◆ Work to be completed ◆
Pick every line out of the entries below that holds the string "ScriptedLink", and report them.

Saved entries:
((

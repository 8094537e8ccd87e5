use std::collections::VecDeque;
use std::sync::{Arc, Mutex};
use std::thread;
use std::time::Duration;

use super::{LinkError, LinkMessage, MessageKind, VehicleCommand, VehicleLink};

/// In-memory link: replays queued messages in arrival order and records
/// every command sent through it.
///
/// A forked worker gets its own copy of the remaining script and of the
/// command log, so only one process (the link reader) should receive.
#[derive(Default)]
pub struct ScriptedLink{
    script: VecDeque<LinkMessage>,
    sent: Arc<Mutex<Vec<VehicleCommand>>>,
}

impl ScriptedLink{
    pub fn new() -> Self{
        Self::default()
    }

    pub fn with_messages(messages: impl IntoIterator<Item = LinkMessage>) -> Self{
        let mut link = Self::new();
        for message in messages{
            link.push(message);
        }
        link
    }

    pub fn push(&mut self, message: LinkMessage){
        self.script.push_back(message);
    }

    /// Shared log of sent commands, readable after the link moved into a `Connection`.
    pub fn sent(&self) -> Arc<Mutex<Vec<VehicleCommand>>>{
        Arc::clone(&self.sent)
    }
}

impl VehicleLink for ScriptedLink{
    fn send_command(&mut self, command: &VehicleCommand) -> Result<(), LinkError>{
        self.sent.lock().map_err(|_| LinkError::Poisoned)?.push(*command);
        Ok(())
    }

    fn receive(&mut self, kind: MessageKind, blocking: bool, timeout: Duration) -> Option<LinkMessage>{
        let message = self
            .script
            .iter()
            .position(|message| message.kind() == kind)
            .and_then(|index| self.script.remove(index));
        if message.is_none() && blocking{
            //nothing will ever arrive, behave like a silent vehicle
            thread::sleep(timeout);
        }
        message
    }

    fn receive_any(&mut self, timeout: Duration) -> Option<LinkMessage>{
        let message = self.script.pop_front();
        if message.is_none(){
            thread::sleep(timeout);
        }
        message
    }
}

#[cfg(test)]
mod tests{
    use super::*;
    use crate::link::protocol::{AttitudeMsg, HeartbeatMsg};
    use crate::link::Connection;
    use std::time::Instant;

    #[test]
    fn test_replays_per_kind_in_order(){
        let mut link = ScriptedLink::with_messages([
            LinkMessage::Attitude(AttitudeMsg{ time_boot_ms: 1, ..Default::default() }),
            LinkMessage::Heartbeat(HeartbeatMsg::default()),
            LinkMessage::Attitude(AttitudeMsg{ time_boot_ms: 2, ..Default::default() }),
        ]);

        for expected in [1u32, 2]{
            match link.receive(MessageKind::Attitude, false, Duration::ZERO){
                Some(LinkMessage::Attitude(msg)) => assert_eq!({ msg.time_boot_ms }, expected),
                other => panic!("unexpected {other:?}"),
            }
        }
        assert!(link.receive(MessageKind::Heartbeat, false, Duration::ZERO).is_some());
        assert!(link.receive(MessageKind::Heartbeat, false, Duration::ZERO).is_none());
    }

    #[test]
    fn test_receive_any_keeps_arrival_order(){
        let mut link = ScriptedLink::with_messages([
            LinkMessage::Attitude(AttitudeMsg::default()),
            LinkMessage::Heartbeat(HeartbeatMsg::default()),
        ]);

        assert_eq!(link.receive_any(Duration::ZERO).map(|m| m.kind()), Some(MessageKind::Attitude));
        assert_eq!(link.receive_any(Duration::ZERO).map(|m| m.kind()), Some(MessageKind::Heartbeat));
        assert!(link.receive_any(Duration::from_millis(5)).is_none());
    }

    #[test]
    fn test_blocking_receive_waits_out_timeout(){
        let mut link = ScriptedLink::new();
        let start = Instant::now();
        assert!(link.receive(MessageKind::LocalPosition, true, Duration::from_millis(20)).is_none());
        assert!(start.elapsed() >= Duration::from_millis(20));
    }

    #[test]
    fn test_records_sent_commands(){
        let link = ScriptedLink::new();
        let sent = link.sent();
        let connection = Connection::new(link);

        connection.send_command(VehicleCommand::Heartbeat).unwrap();
        connection.send_command(VehicleCommand::ChangeAltitude{ rate: 1.0, altitude: 30.0 }).unwrap();

        let sent = sent.lock().unwrap();
        assert_eq!(sent.len(), 2);
        assert_eq!(sent[1], VehicleCommand::ChangeAltitude{ rate: 1.0, altitude: 30.0 });
    }
}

))

◆ Completed exercise ◆
pub struct ScriptedLink{
impl ScriptedLink{
impl VehicleLink for ScriptedLink{
        let mut link = ScriptedLink::with_messages([
        let mut link = ScriptedLink::with_messages([
        let mut link = ScriptedLink::new();
        let link = ScriptedLink::new();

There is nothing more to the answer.